• _Stored data_:
::::::

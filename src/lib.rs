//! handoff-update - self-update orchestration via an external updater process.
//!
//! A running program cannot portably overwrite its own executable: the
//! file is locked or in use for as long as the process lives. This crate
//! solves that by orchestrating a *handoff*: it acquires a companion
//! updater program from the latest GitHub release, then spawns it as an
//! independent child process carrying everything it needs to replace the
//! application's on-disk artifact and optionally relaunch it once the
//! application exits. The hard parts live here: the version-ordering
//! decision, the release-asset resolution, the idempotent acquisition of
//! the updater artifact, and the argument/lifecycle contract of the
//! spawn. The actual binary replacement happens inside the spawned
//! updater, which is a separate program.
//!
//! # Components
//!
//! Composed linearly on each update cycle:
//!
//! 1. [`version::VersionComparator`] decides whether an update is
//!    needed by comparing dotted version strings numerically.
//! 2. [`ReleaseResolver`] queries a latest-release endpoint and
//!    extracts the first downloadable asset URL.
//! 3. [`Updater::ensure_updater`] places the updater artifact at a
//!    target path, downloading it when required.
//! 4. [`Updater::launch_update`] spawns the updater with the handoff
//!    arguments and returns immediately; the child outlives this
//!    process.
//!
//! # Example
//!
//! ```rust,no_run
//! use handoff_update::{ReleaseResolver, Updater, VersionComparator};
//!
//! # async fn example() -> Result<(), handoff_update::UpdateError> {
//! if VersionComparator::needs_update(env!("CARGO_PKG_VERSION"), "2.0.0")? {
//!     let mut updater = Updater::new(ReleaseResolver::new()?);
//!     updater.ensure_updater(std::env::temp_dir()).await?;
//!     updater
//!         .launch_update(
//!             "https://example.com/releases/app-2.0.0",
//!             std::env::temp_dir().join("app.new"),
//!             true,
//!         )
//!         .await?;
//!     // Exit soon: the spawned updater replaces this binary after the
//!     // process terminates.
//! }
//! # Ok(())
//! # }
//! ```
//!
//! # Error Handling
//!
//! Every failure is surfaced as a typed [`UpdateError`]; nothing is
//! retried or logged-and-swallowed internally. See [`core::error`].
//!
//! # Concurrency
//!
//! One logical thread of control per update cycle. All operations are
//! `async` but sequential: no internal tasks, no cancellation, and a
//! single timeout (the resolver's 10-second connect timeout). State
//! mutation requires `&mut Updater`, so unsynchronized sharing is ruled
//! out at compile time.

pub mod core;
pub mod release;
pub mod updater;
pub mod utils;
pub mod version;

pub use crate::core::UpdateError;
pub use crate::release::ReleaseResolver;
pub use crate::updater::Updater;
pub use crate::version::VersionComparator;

::::::

• _Required action_: Show the lines above with "child".

• _Your solution_:
//! independent child process carrying everything it needs to replace the
//!    arguments and returns immediately; the child outlives this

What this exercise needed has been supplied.